When you're 10 years old, you shouldn't have much to be depressed about--or so an adult might think. But just as more and more children are taking Ritalin to calm their hyperactivity storms, a growing number of kids are turning to Prozac and other antidepressants to treat their blues.

Childhood depression is a disturbingly common phenomenon. About 3.4 million Americans under 18 are said to be "seriously" depressed. That's a lot of gloom in a group so young--and a lot of potential consumers for Prozac and its neurochemical cousins Zoloft and Paxil. In North America, up to 800,000 antidepressant prescriptions were written last year for children, some only five years old. A number of those kids were also taking stimulants like Ritalin, since depression can be a by-product of wrestling with ADHD.

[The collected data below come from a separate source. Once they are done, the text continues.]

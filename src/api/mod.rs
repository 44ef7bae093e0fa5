//! HTTP layer - JSON API over the ledger operations.
//!
//! This module wires the handlers into an axum [`Router`], holds the shared
//! application state, and runs the server until Ctrl-C.

/// Ledger error to HTTP response mapping
pub mod error;
/// Extractors that reject with the ledger error body
pub mod extract;
/// Request handlers, one per route
pub mod handlers;

use crate::{
    core::recovery::RecoveryPolicy,
    errors::{Error, Result},
};
use axum::{
    Router,
    routing::{get, post},
};
use sea_orm::DatabaseConnection;
use std::sync::Arc;
use tokio::net::TcpListener;
use tower_http::trace::TraceLayer;
use tracing::info;

/// Shared data available to all handlers.
pub struct AppState {
    /// Database connection for all ledger operations
    pub database: DatabaseConnection,
    /// Retry policy applied to every ledger call
    pub recovery: RecoveryPolicy,
    /// Tolerance used by the reconciliation report
    pub reconciliation_tolerance: f64,
}

impl AppState {
    /// Creates a new `AppState` with the given connection and settings.
    #[must_use]
    pub const fn new(
        database: DatabaseConnection,
        recovery: RecoveryPolicy,
        reconciliation_tolerance: f64,
    ) -> Self {
        Self {
            database,
            recovery,
            reconciliation_tolerance,
        }
    }
}

/// Builds the router with every ledger route.
pub fn router(state: Arc<AppState>) -> Router {
    Router::new()
        .route("/health", get(handlers::health))
        .route("/allocations", post(handlers::create_allocation))
        .route("/allocations/:id", get(handlers::get_allocation))
        .route("/allocations/:id/remaining", get(handlers::get_remaining))
        .route("/allocations/:id/status", post(handlers::set_allocation_status))
        .route("/allocations/:id/transactions", get(handlers::list_transactions))
        .route("/allocations/:id/deductions", post(handlers::record_deduction))
        .route("/allocations/:id/grants", post(handlers::record_grant))
        .route("/allocations/:id/audit", get(handlers::audit_allocation))
        .route("/allocations/:id/statement", get(handlers::allocation_statement))
        .route("/allocations/:id/charges", get(handlers::list_charges))
        .route("/agents/:agent_id/wallet", get(handlers::agent_wallet))
        .route(
            "/vendors/:vendor_id/allocations",
            get(handlers::vendor_allocations),
        )
        .route("/charges", post(handlers::create_charge))
        .route("/charges/:id", get(handlers::get_charge))
        .route("/charges/:id/complete", post(handlers::complete_charge))
        .route("/charges/:id/fail", post(handlers::fail_charge))
        .route("/accounting/summary", get(handlers::accounting_summary))
        .route("/accounting/reconciliation", get(handlers::reconciliation))
        .route("/maintenance/expire", post(handlers::expire_allocations))
        .layer(TraceLayer::new_for_http())
        .with_state(state)
}

/// Serves the API on `listener` until Ctrl-C is received.
pub async fn serve(listener: TcpListener, state: Arc<AppState>) -> Result<()> {
    let addr = listener.local_addr()?;
    info!(%addr, "ledger API listening");

    axum::serve(listener, router(state))
        .with_graceful_shutdown(shutdown_signal())
        .await
        .map_err(Error::Io)
}

async fn shutdown_signal() {
    if let Err(e) = tokio::signal::ctrl_c().await {
        tracing::error!("Failed to listen for shutdown signal: {}", e);
        return;
    }
    info!("shutdown signal received");
}
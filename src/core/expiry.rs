//! Expiry sweep
//!
//! Persists `expired` for allocations whose end date has passed. Deductions already
//! refuse lapsed allocations on their own, so the sweep only brings the stored
//! status in line with what is displayed. The date of the last sweep is kept in the
//! `system_state` table so startup can skip a sweep that already ran today.

use crate::{
    entities::{Allocation, AllocationStatus, SystemState, allocation, system_state},
    errors::{Error, Result},
};
use chrono::{NaiveDate, Utc};
use sea_orm::{Set, TransactionTrait, prelude::*, sea_query::Expr};
use serde::Serialize;
use tracing::info;

const LAST_EXPIRY_SWEEP_KEY: &str = "last_expiry_sweep";

/// An allocation the sweep marked as expired.
#[derive(Debug, Clone, PartialEq, Eq, Serialize)]
pub struct ExpiredAllocation {
    /// Allocation that expired
    pub allocation_id: i64,
    /// Vendor that granted it
    pub vendor_id: String,
    /// Agent it was granted to
    pub agent_id: String,
    /// Period label
    pub allocation_period: String,
    /// Its last spendable day
    pub end_date: NaiveDate,
    /// Points left unspent
    pub unused_points: i64,
}

/// Outcome of one expiry sweep.
#[derive(Debug, Clone, PartialEq, Eq, Serialize)]
pub struct ExpirySweepResult {
    /// Allocations marked expired by this sweep
    pub expired: Vec<ExpiredAllocation>,
    /// Total unspent points on those allocations
    pub forfeited_points: i64,
    /// Day the sweep ran for
    pub sweep_date: NaiveDate,
}

/// Returns true unless a sweep has already been recorded for `today`.
pub async fn is_sweep_needed<C>(db: &C, today: NaiveDate) -> Result<bool>
where
    C: ConnectionTrait,
{
    let last_sweep = get_last_sweep_date(db).await?;
    Ok(last_sweep.is_none_or(|last| last < today))
}

/// Retrieves the date of the last sweep from the `system_state` table.
pub async fn get_last_sweep_date<C>(db: &C) -> Result<Option<NaiveDate>>
where
    C: ConnectionTrait,
{
    let state = SystemState::find()
        .filter(system_state::Column::Key.eq(LAST_EXPIRY_SWEEP_KEY))
        .one(db)
        .await?;

    match state {
        Some(s) => NaiveDate::parse_from_str(&s.value, "%Y-%m-%d")
            .map(Some)
            .map_err(|e| Error::Config {
                message: format!("Failed to parse last expiry sweep date: {e}"),
            }),
        None => Ok(None),
    }
}

async fn set_last_sweep_date<C>(db: &C, date: NaiveDate) -> Result<()>
where
    C: ConnectionTrait,
{
    let date_str = date.format("%Y-%m-%d").to_string();
    let now = Utc::now().naive_utc();

    let existing = SystemState::find()
        .filter(system_state::Column::Key.eq(LAST_EXPIRY_SWEEP_KEY))
        .one(db)
        .await?;

    if let Some(state) = existing {
        let mut active_model: system_state::ActiveModel = state.into();
        active_model.value = Set(date_str);
        active_model.updated_at = Set(now);
        active_model.update(db).await?;
    } else {
        let new_state = system_state::ActiveModel {
            key: Set(LAST_EXPIRY_SWEEP_KEY.to_string()),
            value: Set(date_str),
            updated_at: Set(now),
            ..Default::default()
        };
        new_state.insert(db).await?;
    }

    Ok(())
}

/// Marks every not-yet-expired allocation that ended before `today` as expired and
/// records the sweep date, all in one database transaction.
pub async fn expire_lapsed_allocations(
    db: &DatabaseConnection,
    today: NaiveDate,
) -> Result<ExpirySweepResult> {
    let txn = db.begin().await?;

    let lapsed = Allocation::find()
        .filter(allocation::Column::Status.ne(AllocationStatus::Expired))
        .filter(allocation::Column::EndDate.lt(today))
        .all(&txn)
        .await?;

    if !lapsed.is_empty() {
        let ids: Vec<i64> = lapsed.iter().map(|a| a.id).collect();
        Allocation::update_many()
            .col_expr(
                allocation::Column::Status,
                Expr::value(AllocationStatus::Expired),
            )
            .col_expr(allocation::Column::UpdatedAt, Expr::value(Utc::now()))
            .filter(allocation::Column::Id.is_in(ids))
            .exec(&txn)
            .await?;
    }

    set_last_sweep_date(&txn, today).await?;
    txn.commit().await?;

    let expired: Vec<ExpiredAllocation> = lapsed
        .into_iter()
        .map(|a| ExpiredAllocation {
            allocation_id: a.id,
            unused_points: a.remaining_points,
            vendor_id: a.vendor_id,
            agent_id: a.agent_id,
            allocation_period: a.allocation_period,
            end_date: a.end_date,
        })
        .collect();
    let forfeited_points: i64 = expired.iter().map(|e| e.unused_points).sum();

    info!(
        expired = expired.len(),
        forfeited_points,
        %today,
        "expiry sweep finished"
    );

    Ok(ExpirySweepResult {
        expired,
        forfeited_points,
        sweep_date: today,
    })
}

/// Formats a sweep result into a human-readable summary for the logs.
#[must_use]
pub fn format_expiry_summary(result: &ExpirySweepResult) -> String {
    use std::fmt::Write;

    let mut summary = format!(
        "Expiry sweep - {} - {} allocations expired, {} points unspent\n",
        result.sweep_date.format("%Y-%m-%d"),
        result.expired.len(),
        result.forfeited_points
    );

    for expired in &result.expired {
        // Writing to a String cannot fail
        let _ = writeln!(
            summary,
            "  #{} {} → {} ({}) ended {} with {} pts left",
            expired.allocation_id,
            expired.vendor_id,
            expired.agent_id,
            expired.allocation_period,
            expired.end_date,
            expired.unused_points
        );
    }

    summary
}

For many psychiatrists, this kind of freewheeling pharmacology makes sense. Childhood depression is not just a pint-size version of adult depression; teen suicide is a real danger, and when depression hits, doctors may hit back with whatever is available in the therapeutic arsenal.

There can be problems with this approach, however. For one thing, the Food and Drug Administration has approved antidepressants for only adult use. It's perfectly legal for doctors to make them available to children, but such "off-label" prescribing can be tricky. When a drug is tested and a dosage is set for an adult body, the same medication given to a person half the size can have unexpected effects. Antidepressants can lead to agitation and nervousness in anyone; in children, they may trigger full-blown manic episodes.

Some doctors are worried that emotional development will suffer too. It's one thing to fool around with serotonin levels in a brain that's already hardened and set, but quite another thing to manipulate a young, still elastic brain. And if children learn to medicate depression away, when do they develop the coping skills to weather psychic squalls on their own?

At the moment, such concerns aren't slowing the sales of Prozac to the prepubescent--and for a child spiraling into depression, they probably shouldn't. Meanwhile, Prozac's manufacturer, Eli Lilly, is conducting clinical studies in the under-18 age group, and may have just the product for this booming new market: liquid Prozac flavored a tasty peppermint.